Problem
What you give back must match the records below word for word.

--- Information shown ---

//! Exercise grading
//!
//! Runs a learner submission through the [`Executor`], obtains the expected
//! output from a reference solution (or a caller-supplied check), and
//! produces a [`Verdict`]. A fault in the reference solution is a
//! content-authoring defect and surfaces as [`GradeError::BrokenReference`],
//! never as a learner failure.

use thiserror::Error;
use tracing::{debug, instrument};

use crate::executor::{ExecuteError, Executor};
use crate::types::{ExecutionResult, FaultInfo, FaultKind, Verdict};

/// Errors that occur during grading
#[derive(Debug, Error)]
pub enum GradeError {
    /// The reference solution itself failed to execute
    #[error("reference solution failed to execute: {fault}")]
    BrokenReference { fault: FaultInfo },

    #[error(transparent)]
    Execute(#[from] ExecuteError),
}

/// Compare captured outputs the way exercises are judged: exact string
/// equality after trimming leading and trailing whitespace.
///
/// Intentionally strict. Formatting differences inside the output (inner
/// whitespace, float precision, ordering) fail the check.
pub fn outputs_match(observed: &str, expected: &str) -> bool {
    observed.trim() == expected.trim()
}

/// Grader for exercise submissions
///
/// Never mutates lesson progress; it only returns verdicts. The caller
/// decides whether a passing verdict advances lesson state.
#[derive(Debug, Clone)]
pub struct Grader {
    executor: Executor,
}

impl Grader {
    /// Create a grader backed by the given executor
    pub fn new(executor: Executor) -> Self {
        Self { executor }
    }

    /// Create a grader with a default executor
    pub fn with_defaults() -> Self {
        Self::new(Executor::with_defaults())
    }

    /// Get the backing executor
    pub fn executor(&self) -> &Executor {
        &self.executor
    }

    /// Grade a submission against a reference solution.
    ///
    /// The learner run always completes (success or fault) before the
    /// reference is considered; on a learner fault the reference is never
    /// executed.
    #[instrument(skip(self, learner_source, reference_source))]
    pub async fn grade(
        &self,
        learner_source: &str,
        reference_source: &str,
    ) -> Result<Verdict, GradeError> {
        let Some(learner) = self.run_learner(learner_source).await? else {
            return Ok(empty_submission());
        };

        if let Some(fault) = learner.fault {
            debug!(kind = %fault.kind, "learner run faulted, skipping reference");
            return Ok(Verdict::rejected(learner.stdout, fault));
        }

        let reference = self.executor.execute(reference_source).await?;
        if let Some(fault) = reference.fault {
            return Err(GradeError::BrokenReference { fault });
        }

        let passed = outputs_match(&learner.stdout, &reference.stdout);
        debug!(passed, "graded against reference output");

        Ok(Verdict {
            passed,
            observed_output: learner.stdout,
            expected_output: Some(reference.stdout),
            diagnostics: None,
        })
    }

    /// Grade a submission with a caller-supplied check instead of a
    /// reference run.
    ///
    /// The check receives the learner source and the captured stdout and
    /// decides the verdict; `expected_output` stays `None`.
    #[instrument(skip(self, learner_source, check))]
    pub async fn grade_with<F>(&self, learner_source: &str, check: F) -> Result<Verdict, GradeError>
    where
        F: FnOnce(&str, &str) -> bool,
    {
        let Some(learner) = self.run_learner(learner_source).await? else {
            return Ok(empty_submission());
        };

        if let Some(fault) = learner.fault {
            debug!(kind = %fault.kind, "learner run faulted, skipping check");
            return Ok(Verdict::rejected(learner.stdout, fault));
        }

        let passed = check(learner_source, &learner.stdout);
        debug!(passed, "graded with custom check");

        Ok(Verdict {
            passed,
            observed_output: learner.stdout,
            expected_output: None,
            diagnostics: None,
        })
    }

    /// Run the learner source, or return `None` for an empty submission
    /// without invoking the executor.
    async fn run_learner(
        &self,
        learner_source: &str,
    ) -> Result<Option<ExecutionResult>, GradeError> {
        if learner_source.trim().is_empty() {
            return Ok(None);
        }
        Ok(Some(self.executor.execute(learner_source).await?))
    }
}

fn empty_submission() -> Verdict {
    Verdict::rejected(
        "",
        FaultInfo::new(
            FaultKind::EmptySubmission,
            "write some code before checking",
        ),
    )
}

---

Task output
//! Exercise grading
//!
//! Runs a learner submission through the [`Executor`], obtains the expected
//! output from a reference solution (or a caller-supplied check), and
//! produces a [`Verdict`]. A fault in the reference solution is a
//! content-authoring defect and surfaces as [`GradeError::BrokenReference`],
//! never as a learner failure.

use thiserror::Error;
use tracing::{debug, instrument};

use crate::executor::{ExecuteError, Executor};
use crate::types::{ExecutionResult, FaultInfo, FaultKind, Verdict};

/// Errors that occur during grading
#[derive(Debug, Error)]
pub enum GradeError {
    /// The reference solution itself failed to execute
    #[error("reference solution failed to execute: {fault}")]
    BrokenReference { fault: FaultInfo },

    #[error(transparent)]
    Execute(#[from] ExecuteError),
}

/// Compare captured outputs the way exercises are judged: exact string
/// equality after trimming leading and trailing whitespace.
///
/// Intentionally strict. Formatting differences inside the output (inner
/// whitespace, float precision, ordering) fail the check.
pub fn outputs_match(observed: &str, expected: &str) -> bool {
    observed.trim() == expected.trim()
}

/// Grader for exercise submissions
///
/// Never mutates lesson progress; it only returns verdicts. The caller
/// decides whether a passing verdict advances lesson state.
#[derive(Debug, Clone)]
pub struct Grader {
    executor: Executor,
}

impl Grader {
    /// Create a grader backed by the given executor
    pub fn new(executor: Executor) -> Self {
        Self { executor }
    }

    /// Create a grader with a default executor
    pub fn with_defaults() -> Self {
        Self::new(Executor::with_defaults())
    }

    /// Get the backing executor
    pub fn executor(&self) -> &Executor {
        &self.executor
    }

    /// Grade a submission against a reference solution.
    ///
    /// The learner run always completes (success or fault) before the
    /// reference is considered; on a learner fault the reference is never
    /// executed.
    #[instrument(skip(self, learner_source, reference_source))]
    pub async fn grade(
        &self,
        learner_source: &str,
        reference_source: &str,
    ) -> Result<Verdict, GradeError> {
        let Some(learner) = self.run_learner(learner_source).await? else {
            return Ok(empty_submission());
        };

        if let Some(fault) = learner.fault {
            debug!(kind = %fault.kind, "learner run faulted, skipping reference");
            return Ok(Verdict::rejected(learner.stdout, fault));
        }

        let reference = self.executor.execute(reference_source).await?;
        if let Some(fault) = reference.fault {
            return Err(GradeError::BrokenReference { fault });
        }

        let passed = outputs_match(&learner.stdout, &reference.stdout);
        debug!(passed, "graded against reference output");

        Ok(Verdict {
            passed,
            observed_output: learner.stdout,
            expected_output: Some(reference.stdout),
            diagnostics: None,
        })
    }

    /// Grade a submission with a caller-supplied check instead of a
    /// reference run.
    ///
    /// The check receives the learner source and the captured stdout and
    /// decides the verdict; `expected_output` stays `None`.
    #[instrument(skip(self, learner_source, check))]
    pub async fn grade_with<F>(&self, learner_source: &str, check: F) -> Result<Verdict, GradeError>
    where
        F: FnOnce(&str, &str) -> bool,
    {
        let Some(learner) = self.run_learner(learner_source).await? else {
            return Ok(empty_submission());
        };

        if let Some(fault) = learner.fault {
            debug!(kind = %fault.kind, "learner run faulted, skipping check");
            return Ok(Verdict::rejected(learner.stdout, fault));
        }

        let passed = check(learner_source, &learner.stdout);
        debug!(passed, "graded with custom check");

        Ok(Verdict {
            passed,
            observed_output: learner.stdout,
            expected_output: None,
            diagnostics: None,
        })
    }

    /// Run the learner source, or return `None` for an empty submission
    /// without invoking the executor.
    async fn run_learner(
        &self,
        learner_source: &str,
    ) -> Result<Option<ExecutionResult>, GradeError> {
        if learner_source.trim().is_empty() {
            return Ok(None);
        }
        Ok(Some(self.executor.execute(learner_source).await?))
    }
}

fn empty_submission() -> Verdict {
    Verdict::rejected(
        "",
        FaultInfo::new(
            FaultKind::EmptySubmission,
            "write some code before checking",
        ),
    )
}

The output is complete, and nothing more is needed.